What to do:
Could you output every record again, exactly as given?

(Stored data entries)

########

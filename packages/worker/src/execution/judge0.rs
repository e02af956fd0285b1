use std::time::Duration;

use async_trait::async_trait;
use common::config::ExecutionConfig;
use reqwest::{Client, RequestBuilder, StatusCode};
use serde::Deserialize;
use tracing::debug;

use super::{ExecutionBackend, ExecutionResult, ExecutionUnit};
use crate::error::ExecutionError;

const AUTH_HEADER: &str = "X-Auth-Token";

#[derive(Deserialize)]
struct CreatedSubmission {
    token: String,
}

/// [`ExecutionBackend`] speaking the Judge0 HTTP API.
///
/// Submissions are created with `wait=false` and plain-text (non base64)
/// payloads; results are fetched per token.
#[derive(Clone)]
pub struct Judge0Backend {
    http: Client,
    base_url: String,
    auth_token: Option<String>,
}

impl Judge0Backend {
    pub fn new(config: &ExecutionConfig) -> Result<Self, reqwest::Error> {
        let http = Client::builder()
            .timeout(Duration::from_secs(config.request_timeout_secs))
            .build()?;

        Ok(Self {
            http,
            base_url: config.base_url.trim_end_matches('/').to_string(),
            auth_token: config.auth_token.clone(),
        })
    }

    fn authorized(&self, request: RequestBuilder) -> RequestBuilder {
        match &self.auth_token {
            Some(token) => request.header(AUTH_HEADER, token),
            None => request,
        }
    }
}

/// Connection problems, timeouts, throttling and server errors may clear up
/// on their own; other rejections will not.
fn is_transient_status(status: StatusCode) -> bool {
    status.is_server_error() || status == StatusCode::TOO_MANY_REQUESTS
}

fn is_transient_transport(e: &reqwest::Error) -> bool {
    e.is_timeout() || e.is_connect() || e.is_request()
}

/// A dispatch that timed out may already have created a submission on the
/// backend, so only a failed connection is worth sending again.
fn is_transient_dispatch(e: &reqwest::Error) -> bool {
    e.is_connect()
}

#[async_trait]
impl ExecutionBackend for Judge0Backend {
    async fn dispatch(&self, unit: &ExecutionUnit<'_>) -> Result<String, ExecutionError> {
        let url = format!("{}/submissions", self.base_url);

        let response = self
            .authorized(self.http.post(&url))
            .query(&[("base64_encoded", "false"), ("wait", "false")])
            .json(unit)
            .send()
            .await
            .map_err(|e| ExecutionError::Dispatch {
                message: e.to_string(),
                transient: is_transient_dispatch(&e),
            })?;

        let status = response.status();
        if !status.is_success() {
            let body = response.text().await.unwrap_or_default();
            return Err(ExecutionError::Dispatch {
                message: format!("backend responded {status}: {body}"),
                transient: is_transient_status(status),
            });
        }

        let created: CreatedSubmission =
            response
                .json()
                .await
                .map_err(|e| ExecutionError::Dispatch {
                    message: format!("unreadable response: {e}"),
                    transient: false,
                })?;

        debug!(token = %created.token, language_id = unit.language_id, "Dispatched execution unit");
        Ok(created.token)
    }

    async fn fetch_status(&self, token: &str) -> Result<ExecutionResult, ExecutionError> {
        let url = format!("{}/submissions/{}", self.base_url, token);

        let response = self
            .authorized(self.http.get(&url))
            .query(&[("base64_encoded", "false")])
            .send()
            .await
            .map_err(|e| ExecutionError::StatusFetch {
                message: e.to_string(),
                transient: is_transient_transport(&e),
            })?;

        let status = response.status();
        if !status.is_success() {
            let body = response.text().await.unwrap_or_default();
            return Err(ExecutionError::StatusFetch {
                message: format!("backend responded {status}: {body}"),
                transient: is_transient_status(status),
            });
        }

        response
            .json::<ExecutionResult>()
            .await
            .map_err(|e| ExecutionError::StatusFetch {
                message: format!("unreadable response: {e}"),
                transient: false,
            })
    }
}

########

Result:
filename packages/worker/src/execution/judge0.rs
repository e02af956fd0285b1
use std::time::Duration;

use async_trait::async_trait;
use common::config::ExecutionConfig;
use reqwest::{Client, RequestBuilder, StatusCode};
use serde::Deserialize;
use tracing::debug;

use super::{ExecutionBackend, ExecutionResult, ExecutionUnit};
use crate::error::ExecutionError;

const AUTH_HEADER: &str = "X-Auth-Token";

#[derive(Deserialize)]
struct CreatedSubmission {
    token: String,
}

/// [`ExecutionBackend`] speaking the Judge0 HTTP API.
///
/// Submissions are created with `wait=false` and plain-text (non base64)
/// payloads; results are fetched per token.
#[derive(Clone)]
pub struct Judge0Backend {
    http: Client,
    base_url: String,
    auth_token: Option<String>,
}

impl Judge0Backend {
    pub fn new(config: &ExecutionConfig) -> Result<Self, reqwest::Error> {
        let http = Client::builder()
            .timeout(Duration::from_secs(config.request_timeout_secs))
            .build()?;

        Ok(Self {
            http,
            base_url: config.base_url.trim_end_matches('/').to_string(),
            auth_token: config.auth_token.clone(),
        })
    }

    fn authorized(&self, request: RequestBuilder) -> RequestBuilder {
        match &self.auth_token {
            Some(token) => request.header(AUTH_HEADER, token),
            None => request,
        }
    }
}

/// Connection problems, timeouts, throttling and server errors may clear up
/// on their own; other rejections will not.
fn is_transient_status(status: StatusCode) -> bool {
    status.is_server_error() || status == StatusCode::TOO_MANY_REQUESTS
}

fn is_transient_transport(e: &reqwest::Error) -> bool {
    e.is_timeout() || e.is_connect() || e.is_request()
}

/// A dispatch that timed out may already have created a submission on the
/// backend, so only a failed connection is worth sending again.
fn is_transient_dispatch(e: &reqwest::Error) -> bool {
    e.is_connect()
}

#[async_trait]
impl ExecutionBackend for Judge0Backend {
    async fn dispatch(&self, unit: &ExecutionUnit<'_>) -> Result<String, ExecutionError> {
        let url = format!("{}/submissions", self.base_url);

        let response = self
            .authorized(self.http.post(&url))
            .query(&[("base64_encoded", "false"), ("wait", "false")])
            .json(unit)
            .send()
            .await
            .map_err(|e| ExecutionError::Dispatch {
                message: e.to_string(),
                transient: is_transient_dispatch(&e),
            })?;

        let status = response.status();
        if !status.is_success() {
            let body = response.text().await.unwrap_or_default();
            return Err(ExecutionError::Dispatch {
                message: format!("backend responded {status}: {body}"),
                transient: is_transient_status(status),
            });
        }

        let created: CreatedSubmission =
            response
                .json()
                .await
                .map_err(|e| ExecutionError::Dispatch {
                    message: format!("unreadable response: {e}"),
                    transient: false,
                })?;

        debug!(token = %created.token, language_id = unit.language_id, "Dispatched execution unit");
        Ok(created.token)
    }

    async fn fetch_status(&self, token: &str) -> Result<ExecutionResult, ExecutionError> {
        let url = format!("{}/submissions/{}", self.base_url, token);

        let response = self
            .authorized(self.http.get(&url))
            .query(&[("base64_encoded", "false")])
            .send()
            .await
            .map_err(|e| ExecutionError::StatusFetch {
                message: e.to_string(),
                transient: is_transient_transport(&e),
            })?;

        let status = response.status();
        if !status.is_success() {
            let body = response.text().await.unwrap_or_default();
            return Err(ExecutionError::StatusFetch {
                message: format!("backend responded {status}: {body}"),
                transient: is_transient_status(status),
            });
        }

        response
            .json::<ExecutionResult>()
            .await
            .map_err(|e| ExecutionError::StatusFetch {
                message: format!("unreadable response: {e}"),
                transient: false,
            })
    }
}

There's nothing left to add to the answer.